◆ Exercise
Searching the material below, find each line that includes the word "GlobalSessionIndex", and copy it.

◆ Task data
--------

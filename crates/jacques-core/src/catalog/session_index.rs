//! Global session index (spec §4.7, §3): walks every project under the
//! assistant's transcripts root and writes `~/.jacques/session-index.json`,
//! preferring each project's catalog over a direct transcript parse when
//! the catalog is still fresh.

use std::path::{Path, PathBuf};

use fs_err as fs;

use jacques_protocol::{GlobalSessionIndex, PlanRef, SessionEntry, SourceTag};

use crate::config;
use crate::error::{Error, Result};
use crate::transcript::{detect_mode_and_plans, get_entry_statistics, parse_transcript};

use super::indexer::{load_project_index, TranscriptFile};

#[derive(Debug, Clone, Default)]
pub struct IndexProgress {
    pub total: usize,
    pub completed: usize,
    pub current: Option<String>,
}

pub fn assistant_projects_root() -> Option<PathBuf> {
    dirs::home_dir().map(|home| home.join(".claude").join("projects"))
}

/// Directory names under the projects root encode a cwd by replacing path
/// separators with `-`, the same convention the assistant itself uses when
/// it creates the directory; decoding is therefore a straight inverse.
pub fn decode_project_path(encoded_dir_name: &str) -> String {
    if encoded_dir_name.starts_with('-') {
        format!("/{}", &encoded_dir_name[1..].replace('-', "/"))
    } else {
        encoded_dir_name.replace('-', "/")
    }
}

/// Inverse of [`decode_project_path`], for HTTP routes that take a project
/// path as a URL segment.
pub fn encode_project_path(project_path: &str) -> String {
    if let Some(rest) = project_path.strip_prefix('/') {
        format!("-{}", rest.replace('/', "-"))
    } else {
        project_path.replace('/', "-")
    }
}

/// Every project path with at least one session in the global session
/// index, decoded back to a filesystem path. Used by cross-project catalog
/// lookups (sub-agent search, archive listing) that don't want to rescan
/// the assistant's entire transcripts root just to enumerate projects.
pub fn known_project_paths() -> Vec<String> {
    let Some(index_path) = config::session_index_path() else {
        return Vec::new();
    };
    let Ok(bytes) = fs::read(&index_path) else {
        return Vec::new();
    };
    let Ok(index): std::result::Result<GlobalSessionIndex, _> = serde_json::from_slice(&bytes) else {
        return Vec::new();
    };

    let mut paths: Vec<String> = index
        .sessions
        .iter()
        .filter_map(|entry| {
            Path::new(&entry.transcript_path)
                .parent()
                .and_then(|dir| dir.file_name())
                .map(|name| decode_project_path(&name.to_string_lossy()))
        })
        .collect();
    paths.sort();
    paths.dedup();
    paths
}

pub fn discover_transcripts(project_dir: &Path) -> Vec<TranscriptFile> {
    let Ok(read_dir) = fs::read_dir(project_dir) else {
        return Vec::new();
    };

    read_dir
        .filter_map(|entry| entry.ok())
        .filter(|entry| entry.path().extension().and_then(|e| e.to_str()) == Some("jsonl"))
        .filter_map(|entry| {
            let path = entry.path();
            let session_id = path.file_stem()?.to_str()?.to_string();
            let modified_at_ms = entry
                .metadata()
                .ok()
                .and_then(|meta| meta.modified().ok())
                .and_then(|time| time.duration_since(std::time::UNIX_EPOCH).ok())
                .map(|dur| dur.as_millis() as i64)
                .unwrap_or(0);
            Some(TranscriptFile {
                session_id,
                path,
                modified_at_ms,
            })
        })
        .collect()
}

pub fn build_session_index(
    now_ms: i64,
    mut on_progress: impl FnMut(&IndexProgress),
) -> Result<GlobalSessionIndex> {
    let root = assistant_projects_root()
        .ok_or_else(|| Error::Internal("no home directory".to_string()))?;

    let project_dirs: Vec<PathBuf> = fs::read_dir(&root)
        .map(|read_dir| {
            read_dir
                .filter_map(|entry| entry.ok())
                .map(|entry| entry.path())
                .filter(|path| path.is_dir())
                .collect()
        })
        .unwrap_or_default();

    let transcripts_by_project: Vec<(PathBuf, String, Vec<TranscriptFile>)> = project_dirs
        .into_iter()
        .map(|dir| {
            let name = dir.file_name().and_then(|n| n.to_str()).unwrap_or("").to_string();
            let project_path = decode_project_path(&name);
            let transcripts = discover_transcripts(&dir);
            (dir, project_path, transcripts)
        })
        .collect();

    let total: usize = transcripts_by_project.iter().map(|(_, _, t)| t.len()).sum();
    let mut progress = IndexProgress {
        total,
        ..IndexProgress::default()
    };

    let mut sessions = Vec::new();

    for (_dir, project_path, transcripts) in &transcripts_by_project {
        let catalog = load_project_index(Path::new(project_path));

        for transcript in transcripts {
            progress.current = Some(transcript.session_id.clone());

            let manifest = catalog
                .sessions
                .iter()
                .find(|m| m.id == transcript.session_id);
            let fresh = manifest
                .map(|m| transcript.modified_at_ms <= m.saved_at)
                .unwrap_or(false);

            let entry = if fresh {
                let manifest = manifest.unwrap();
                let plans: Vec<PlanRef> = catalog
                    .plans
                    .iter()
                    .filter(|p| manifest.plan_ids.contains(&p.id))
                    .map(|p| PlanRef {
                        title: p.title.clone(),
                        source: jacques_protocol::PlanSource::Write,
                        message_index: 0,
                        file_path: Some(p.filename.clone()),
                        catalog_id: Some(p.id.clone()),
                    })
                    .collect();

                SessionEntry {
                    session_id: transcript.session_id.clone(),
                    source: SourceTag::ClaudeCode,
                    title: manifest.title.clone(),
                    transcript_path: transcript.path.to_string_lossy().to_string(),
                    project_label: project_label(project_path),
                    size_bytes: file_size(&transcript.path),
                    plans,
                    explore_agent_refs: Vec::new(),
                    web_search_count: 0,
                    total_input_tokens: 0,
                    total_output_tokens: 0,
                    started_at: manifest.started_at,
                    updated_at: manifest.updated_at,
                }
            } else {
                build_entry_from_transcript(transcript, project_path)
            };

            sessions.push(entry);
            progress.completed += 1;
            on_progress(&progress);
        }
    }

    let index = GlobalSessionIndex {
        sessions,
        last_scanned: now_ms,
    };

    let path = config::session_index_path().ok_or_else(|| Error::Internal("no home directory".to_string()))?;
    if let Some(parent) = path.parent() {
        fs::create_dir_all(parent).map_err(|e| Error::io("create .jacques dir", e))?;
    }
    let payload = serde_json::to_vec_pretty(&index).map_err(|e| Error::json("serialize session index", e))?;
    let tmp_path = path.with_extension("json.tmp");
    fs::write(&tmp_path, payload).map_err(|e| Error::io("write session index", e))?;
    fs::rename(&tmp_path, &path).map_err(|e| Error::io("commit session index", e))?;

    Ok(index)
}

fn build_entry_from_transcript(transcript: &TranscriptFile, project_path: &str) -> SessionEntry {
    let (entries, _stats) = parse_transcript(&transcript.path).unwrap_or_default();
    let plans = detect_mode_and_plans(&entries);
    let stats = get_entry_statistics(&entries);
    let web_search_count = *stats.counts_by_kind.get("web_search").unwrap_or(&0);

    SessionEntry {
        session_id: transcript.session_id.clone(),
        source: SourceTag::ClaudeCode,
        title: plans.first().map(|p| p.title.clone()),
        transcript_path: transcript.path.to_string_lossy().to_string(),
        project_label: project_label(project_path),
        size_bytes: file_size(&transcript.path),
        plans,
        explore_agent_refs: Vec::new(),
        web_search_count,
        total_input_tokens: stats.total_input_tokens,
        total_output_tokens: if stats.total_output_tokens > 0 {
            stats.total_output_tokens
        } else {
            stats.estimated_total_output_tokens
        },
        started_at: None,
        updated_at: None,
    }
}

fn project_label(project_path: &str) -> String {
    Path::new(project_path)
        .file_name()
        .and_then(|n| n.to_str())
        .map(str::to_string)
        .unwrap_or_else(|| "Unknown Project".to_string())
}

fn file_size(path: &Path) -> u64 {
    fs::metadata(path).map(|m| m.len()).unwrap_or(0)
}

#[cfg(test)]
mod tests {
    use super::*;

    #[test]
    fn decodes_absolute_encoded_path() {
        assert_eq!(decode_project_path("-Users-me-repo"), "/Users/me/repo");
    }

    #[test]
    fn encode_decode_round_trips_for_absolute_paths() {
        let encoded = encode_project_path("/Users/me/repo");
        assert_eq!(encoded, "-Users-me-repo");
        assert_eq!(decode_project_path(&encoded), "/Users/me/repo");
    }

    #[test]
    fn parse_transcript_default_on_missing_file_does_not_panic() {
        let entries = parse_transcript(Path::new("/nonexistent/path.jsonl")).unwrap_or_default();
        assert!(entries.0.is_empty());
    }
}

--------

◆ Exercise response
use jacques_protocol::{GlobalSessionIndex, PlanRef, SessionEntry, SourceTag};
    let Ok(index): std::result::Result<GlobalSessionIndex, _> = serde_json::from_slice(&bytes) else {
) -> Result<GlobalSessionIndex> {
    let index = GlobalSessionIndex {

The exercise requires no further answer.